All data are presented as percent of untreated control. A) Total ATP per sample treated with 10 mM DFMO. B) Total cell number per sample treated with 10 mM DFMO. C) Ratio of total ATP over total cell number (ATP/cell). BE(2)-C cells had the greatest decrease in ATP/cell with DFMO treatment with a 40.8% decrease in ATP/cell at 72 hours and a 60.5% decrease at 96 hours when compared to untreated. SMS-KCNR cells also had decreased ATP/cell after treatment with DFMO at 72 (15.5% decrease) and 96 hours (26.9% decrease). There were no significant change in ATP/cell levels in CHLA90 cells after DFMO treatment at either timepoint. *p < 0.05, ***p < 0.001 relative to untreated. #p < 0.05 comparing timepoints.

Figure 6. DFMO treatment in vivo

Mice began treatment with 2% DFMO in drinking water after tumors reached approximately 0.2 cm³. PET/CT scans were done at baseline, 19 days, and 32 days after treatment was initiated.
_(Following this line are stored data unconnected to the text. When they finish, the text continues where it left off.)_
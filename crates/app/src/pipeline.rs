use std::sync::atomic::{AtomicBool, Ordering};
use std::sync::{Arc, Mutex};
use std::time::Duration;

use iql_dsp::{Decimator, Interpolator};
use iql_net::udp::{UdpSink, UdpSource};
use iql_protocol::packer::FramePacker;
use iql_protocol::unpacker::FrameUnpacker;
use iql_sdr::{Device, SampleBuffer, StreamRole};

use crate::controller::Controller;

/// Receive direction: device -> sample buffer -> decimator -> packer ->
/// FEC -> paced UDP sink.
pub fn run_rx(
    controller: &Controller,
    device: &Arc<Mutex<Box<dyn Device>>>,
    sink: &UdpSink,
    stop: &Arc<AtomicBool>,
) -> Result<(), String> {
    let source_buffer = Arc::new(SampleBuffer::new());
    device.lock().unwrap().start(
        StreamRole::Producer,
        source_buffer.clone(),
        stop.clone(),
    )?;

    // On SIGINT/SIGTERM the watcher halts the device and signals end of
    // stream, which bounds how long the worker can sit in pull().
    let finished = Arc::new(AtomicBool::new(false));
    let watcher = {
        let stop = stop.clone();
        let finished = finished.clone();
        let device = device.clone();
        let buffer = source_buffer.clone();
        std::thread::spawn(move || {
            while !stop.load(Ordering::SeqCst) && !finished.load(Ordering::SeqCst) {
                std::thread::sleep(Duration::from_millis(50));
            }
            device.lock().unwrap().stop();
            buffer.push_end();
        })
    };

    let mut snap = controller.snapshot();
    let mut decimator = Decimator::new(snap.log2_factor, snap.fc_pos);
    let mut packer = FramePacker::new(snap.stream_params());

    let mut overrun_warned = false;
    let mut first_block = true;
    let mut dsp_out: Vec<i16> = Vec::new();
    let mut datagrams: Vec<Vec<u8>> = Vec::new();

    loop {
        if !overrun_warned
            && source_buffer.queued_samples() > 10 * snap.device_rate as usize
        {
            log::warn!("input buffer is growing (system too slow)");
            overrun_warned = true;
        }

        let samples = source_buffer.pull();
        if samples.is_empty() {
            break; // end of stream: drained after stop, EOF or device error
        }

        // the first device block is noisy while the IF filters settle
        if first_block {
            first_block = false;
            continue;
        }

        // pick up reconfigurations between frames; the packer drops any
        // partial accumulation so no frame mixes parameter sets
        if controller.seq() != snap.seq {
            snap = controller.snapshot();
            decimator.configure(snap.log2_factor, snap.fc_pos);
            packer.set_params(snap.stream_params());
            log::info!(
                "reconfigured: {} kHz, {} S/s on the wire, fec {}",
                snap.center_freq_khz,
                snap.stream_rate,
                snap.fec_blocks
            );
        }

        dsp_out.clear();
        decimator.process(&samples, &mut dsp_out);

        datagrams.clear();
        packer.push(&dsp_out, &mut datagrams);
        if !datagrams.is_empty() {
            sink.write(&datagrams, snap.tx_delay_us)
                .map_err(|e| format!("UDP send failed: {}", e))?;
        }
    }

    // the frame being accumulated is discarded, not padded
    if packer.pending_samples() > 0 {
        log::info!(
            "discarding partial frame of {} samples",
            packer.pending_samples()
        );
    }

    finished.store(true, Ordering::SeqCst);
    watcher.join().map_err(|_| "watcher thread panicked".to_string())?;
    device.lock().unwrap().stop();
    Ok(())
}

/// Transmit direction: UDP source -> FEC decode -> unpacker ->
/// interpolator -> sample buffer -> device.
pub fn run_tx(
    controller: &Controller,
    device: &Arc<Mutex<Box<dyn Device>>>,
    source: UdpSource,
    min_fill: usize,
    stop: &Arc<AtomicBool>,
) -> Result<(), String> {
    let device_buffer = Arc::new(SampleBuffer::new());
    let mut device_started = false;

    let mut snap = controller.snapshot();
    let mut interpolator = Interpolator::new(snap.log2_factor);
    let mut unpacker = FrameUnpacker::new();

    let mut overrun_warned = false;
    let mut samples: Vec<i16> = Vec::new();
    let mut upsampled: Vec<i16> = Vec::new();

    while !stop.load(Ordering::SeqCst) {
        let Some(dgram) = source.recv_timeout(Duration::from_millis(100)) else {
            continue;
        };

        if controller.seq() != snap.seq {
            snap = controller.snapshot();
            interpolator.configure(snap.log2_factor);
            log::info!("reconfigured: interpolation x{}", 1u32 << snap.log2_factor);
        }

        samples.clear();
        unpacker.push_datagram(&dgram, &mut samples);
        if samples.is_empty() {
            continue;
        }

        upsampled.clear();
        interpolator.process(&samples, &mut upsampled);

        if !overrun_warned
            && device_buffer.queued_samples() > 10 * snap.device_rate as usize
        {
            log::warn!("output buffer is growing (device too slow)");
            overrun_warned = true;
        }
        device_buffer.push(std::mem::take(&mut upsampled));

        // hold the device back until the buffer reaches its nominal level,
        // so the very first DAC pull does not underrun
        if !device_started && device_buffer.queued_samples() >= min_fill {
            device.lock().unwrap().start(
                StreamRole::Consumer,
                device_buffer.clone(),
                stop.clone(),
            )?;
            device_started = true;
        }
    }

    device_buffer.push_end();
    device.lock().unwrap().stop();

    let stats = unpacker.stats();
    log::info!(
        "tx done: {} frames delivered, {} lost, {} CRC failures, {} bad datagrams, {} rejected by length",
        stats.frames_delivered,
        stats.frames_lost,
        stats.crc_failures,
        stats.protocol_errors,
        source.rejected()
    );
    source.join();
    Ok(())
}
A) Average NB tumor volume was quantified using CT scans. There was no significant difference in tumor volume between vehicle and DFMO treatment groups. B) Average tumor SUVmax was quantified using PET scans. Average SUVmax was lower in mice treated with DFMO at 19 days and 32 days of treatment when compared to vehicle. C) PET images of one vehicle treated mouse and one DFMO treated mouse at all three timepoints. The DFMO treated mouse showed less ¹⁸F-FDG uptake in the tumor at both 19 days and 32 day days when compared to the vehicle (*p < 0.05).